No começo do governo, 58% achavam Bolsonaro
muito inteligente; agora, 39%. O índice dos que o consideravam pouco
inteligente era de 39%; agora, 57%. Em 2019, 59% dos brasileiros consideravam o
presidente sincero. Nesta quinta, 39%. Para 35%, ele era falso. Agora, é falso
para 55%. Quando ele assumiu a presidência, 52% o achavam preparado para
exercer o cargo. Agora, só 34%.
Nas últimas 24 horas, Bolsonaro fez o
melhor que sabe – cagou para a CPI que havia lhe enviado uma carta,
atacou os senadores que a comandam, bateu duro em ministros do Supremo Tribunal
Federal e repetiu que sem voto impresso não aceitará os resultados das eleições
do próximo ano. Comportou-se, em resumo, como o engenheiro do caos, maximizando
os conflitos.
Como espera recuperar parte da popularidade
perdida para não ficar de fora do segundo turno das eleições? A essa altura, se
não recuperar, a única coisa que lhe resta é apostar no golpe. Bolsonaro
minimiza a força do exército desarmado – a Justiça, parte do Congresso, a
opinião pública, a mídia e os movimentos sociais. Sem falar de uma conjuntura
internacional avessa a golpes.
Em menos de três meses, Bolsonaro correu
pela segunda vez para aconselhar-se com o ex-presidente José Sarney. Perdeu
tempo. O que Sarney tem a dizer-lhe, Bolsonaro não quer escutar. Ele só ouve a
própria voz.
Aloysio, vice de Aécio Neves em 2014,
desmente que houve fraude
“Perdemos porque tivemos menos votos, foi
por isso e nada a mais”
Em 12 de outubro de 1968, Aloysio Nunes
Ferreira Filho dirigia o carro que conduzia Carlos Marighella, um dos líderes
da luta armada contra o regime militar, quando ouviu pelo rádio a notícia sobre
a prisão de mais de 800 estudantes que participavam de mais um congresso da
União Nacional dos Estudantes (UNE).
Sim, àquela época, embora a ditadura ainda
fosse branda, a UNE fora posta fora da lei. Todas as suas atividades eram
clandestinas. E os estudantes, ingênuos bastante para acreditar que poderiam se
reunir em grande número em um sítio rural sem chamar a atenção da ditadura
supostamente fraca.
Em outubro de 2014, 46 anos depois, Aloysio
era candidato a vice-presidente da República na chapa encabeçada por Aécio
Neves (PSDB), ex-governador de Minas Gerais. Foi nessa condição que ele se
apresentou para negar, ontem, que houve fraude na eleição vencida por Dilma
Rousseff (PT) com o apoio de Lula.
– Perdemos porque tivemos menos votos, foi
por isso e nada mais.
A declaração de Aloysio contraria o que o
presidente Bolsonaro tem repetido dia sim e outro também, e constrange Aécio
por duas razões. Primeiro, porque Aécio foi o autor do pedido que levantou
suspeição sobre a eleição presidencial daquele ano. Segundo, porque Aécio,
agora, é a favor da volta do voto em cédula.
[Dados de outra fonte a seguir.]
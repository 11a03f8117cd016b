use std::{fs::File, io::BufWriter, path::PathBuf};

use tracing::info;

use crate::analysis::{filter_pending, Period, PendingFilter};
use crate::cli::commands::records::render_records;
use crate::cli::core::{parse_date, CommandError, CommandResult, ParsedArgs, ShellContext};
use crate::cli::io;
use crate::cli::output::section;
use crate::cli::registry::CommandEntry;
use crate::export::{pending_export_file_name, write_records};
use crate::ledger::parse_weekday;

pub(crate) const FILTER_OPTIONS: [&str; 3] = ["category", "weekday", "text"];

pub(crate) fn definitions() -> Vec<CommandEntry> {
    vec![
        CommandEntry::new(
            "pending",
            "List unpaid expenses due in a day, week or month",
            "pending <day|week|month> [YYYY-MM-DD] [--category C] [--weekday mon..sun] [--text T]",
            cmd_pending,
        ),
        CommandEntry::new(
            "pay",
            "Mark every pending expense of a period as paid",
            "pay <day|week|month> [YYYY-MM-DD] [--category C] [--weekday mon..sun] [--text T]",
            cmd_pay,
        ),
        CommandEntry::new(
            "export",
            "Write the pending expenses of a period to CSV",
            "export <day|week|month> [YYYY-MM-DD] [--out PATH] [--category C] [--weekday mon..sun] [--text T]",
            cmd_export,
        ),
    ]
}

/// Reads `<period> [date]` plus the secondary filters; the date defaults to today.
pub(crate) fn parse_filter(
    context: &ShellContext,
    parsed: &ParsedArgs<'_>,
) -> Result<PendingFilter, CommandError> {
    let period: Period = parsed
        .positional(0)
        .ok_or_else(|| {
            CommandError::InvalidArguments("a period is required: day, week or month".into())
        })?
        .parse()?;
    let selected = match parsed.positional(1) {
        Some(raw) => parse_date(raw)?,
        None => context.today(),
    };
    if let Some(extra) = parsed.positional(2) {
        return Err(CommandError::InvalidArguments(format!(
            "unexpected argument `{}`",
            extra
        )));
    }

    let mut filter = PendingFilter::new(period, selected);
    if let Some(category) = parsed.value("category") {
        filter = filter.with_category(category.trim());
    }
    if let Some(weekday) = parsed.value("weekday") {
        filter = filter.with_weekday(parse_weekday(weekday)?);
    }
    if let Some(text) = parsed.value("text") {
        filter = filter.with_text(text);
    }
    Ok(filter)
}

fn cmd_pending(context: &mut ShellContext, args: &[&str]) -> CommandResult {
    let parsed = ParsedArgs::parse(args, &FILTER_OPTIONS, &[])?;
    let filter = parse_filter(context, &parsed)?;
    let summary = filter_pending(context.book.records(), &filter);

    section(format!("Pending expenses, {} {}", summary.period, summary.range));
    if summary.is_empty() {
        io::print_info("Nothing pending for this period.");
        return Ok(());
    }
    io::print_block(&render_records(context, &summary.records));
    io::print_info(format!(
        "{} expense(s), total {}",
        summary.count,
        context.money(summary.total)
    ));
    Ok(())
}

fn cmd_pay(context: &mut ShellContext, args: &[&str]) -> CommandResult {
    let parsed = ParsedArgs::parse(args, &FILTER_OPTIONS, &[])?;
    let filter = parse_filter(context, &parsed)?;
    let summary = filter_pending(context.book.records(), &filter);
    if summary.is_empty() {
        io::print_info("Nothing pending for this period.");
        return Ok(());
    }
    let ids = summary.ids();
    let prompt = format!(
        "Mark {} expense(s) totalling {} as paid?",
        summary.count,
        context.money(summary.total)
    );
    if !context.confirm(&prompt)? {
        io::print_info("Operation cancelled.");
        return Ok(());
    }

    let changed = context.book.mark_paid(&ids)?;
    context.persist_records()?;
    io::print_success(format!("{} expense(s) marked as paid.", changed));
    Ok(())
}

fn cmd_export(context: &mut ShellContext, args: &[&str]) -> CommandResult {
    let mut options = FILTER_OPTIONS.to_vec();
    options.push("out");
    let parsed = ParsedArgs::parse(args, &options, &[])?;
    let filter = parse_filter(context, &parsed)?;
    let summary = filter_pending(context.book.records(), &filter);
    if summary.is_empty() {
        io::print_warning("Nothing pending for this period; no file written.");
        return Ok(());
    }

    let path = parsed.value("out").map(PathBuf::from).unwrap_or_else(|| {
        PathBuf::from(pending_export_file_name(filter.period, filter.selected_date))
    });
    let file = File::create(&path)?;
    let rows = write_records(BufWriter::new(file), summary.records.iter().copied())?;
    info!(rows, path = %path.display(), "pending expenses exported");
    io::print_success(format!("Exported {} expense(s) to {}", rows, path.display()));
    Ok(())
}

#[cfg(test)]
mod tests {
    use std::fs;

    use crate::cli::core::{run_lines, script_context};
    use tempfile::tempdir;

    fn seeded(dir: &std::path::Path) -> crate::cli::core::ShellContext {
        let mut context = script_context(dir, "2025-11-26");
        run_lines(
            &mut context,
            &[
                "add expense 50 2025-11-20 --due 2025-11-29 --description \"Supplier A\"",
                "add expense 30 2025-11-20 --due 2025-11-30 --category Rent",
                "add expense 20 2025-11-20 --due 2025-12-01",
                "add expense 10 2025-11-20",
            ],
        );
        context
    }

    #[test]
    fn pay_marks_only_the_filtered_period() {
        let dir = tempdir().expect("temp dir");
        let mut context = seeded(dir.path());
        run_lines(&mut context, &["pending week", "pay week --category Rent"]);
        let paid: Vec<f64> = context
            .book
            .records()
            .iter()
            .filter(|record| record.paid() == Some(true))
            .map(|record| record.amount)
            .collect();
        assert_eq!(paid, vec![30.0]);

        run_lines(&mut context, &["pay week"]);
        let unpaid = context
            .book
            .records()
            .iter()
            .filter(|record| record.paid() == Some(false))
            .count();
        assert_eq!(unpaid, 2);
    }

    #[test]
    fn export_writes_requested_file() {
        let dir = tempdir().expect("temp dir");
        let mut context = seeded(dir.path());
        let out = dir.path().join("week.csv");
        let line = format!("export week 2025-11-26 --out {}", out.display());
        run_lines(&mut context, &[line.as_str()]);

        let written = fs::read_to_string(&out).expect("csv written");
        let lines: Vec<&str> = written.lines().collect();
        assert_eq!(lines.len(), 3);
        assert!(lines[1].contains("\"Supplier A\""));
        assert!(lines[2].contains("\"Rent\""));
    }

    #[test]
    fn period_is_required_and_checked() {
        let dir = tempdir().expect("temp dir");
        let mut context = seeded(dir.path());
        assert!(context.process_line("pending").is_err());
        assert!(context.process_line("pending year").is_err());
        assert!(context.process_line("pending day --weekday funday").is_err());
    }
}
Depois do que Aloysio disse, Aécio foi
obrigado a concordar com ele: “Eu não acredito que tenha havido fraudes nas
urnas em 2014, tampouco acredito que nós estejamos fadados a viver eternamente
com as urnas eletrônicas de primeira geração”. Concedeu que o voto em cédula
possa ficar para as eleições de 2026.
Derrotado porque Dilma teve cerca de 3,5
milhões de votos a mais do que ele, Aécio telefonou para ela e a cumprimentou
pela vitória. Meses mais tarde, esqueceu o que fizera e bateu às portas da
justiça eleitoral para reaver o que não tinha direito.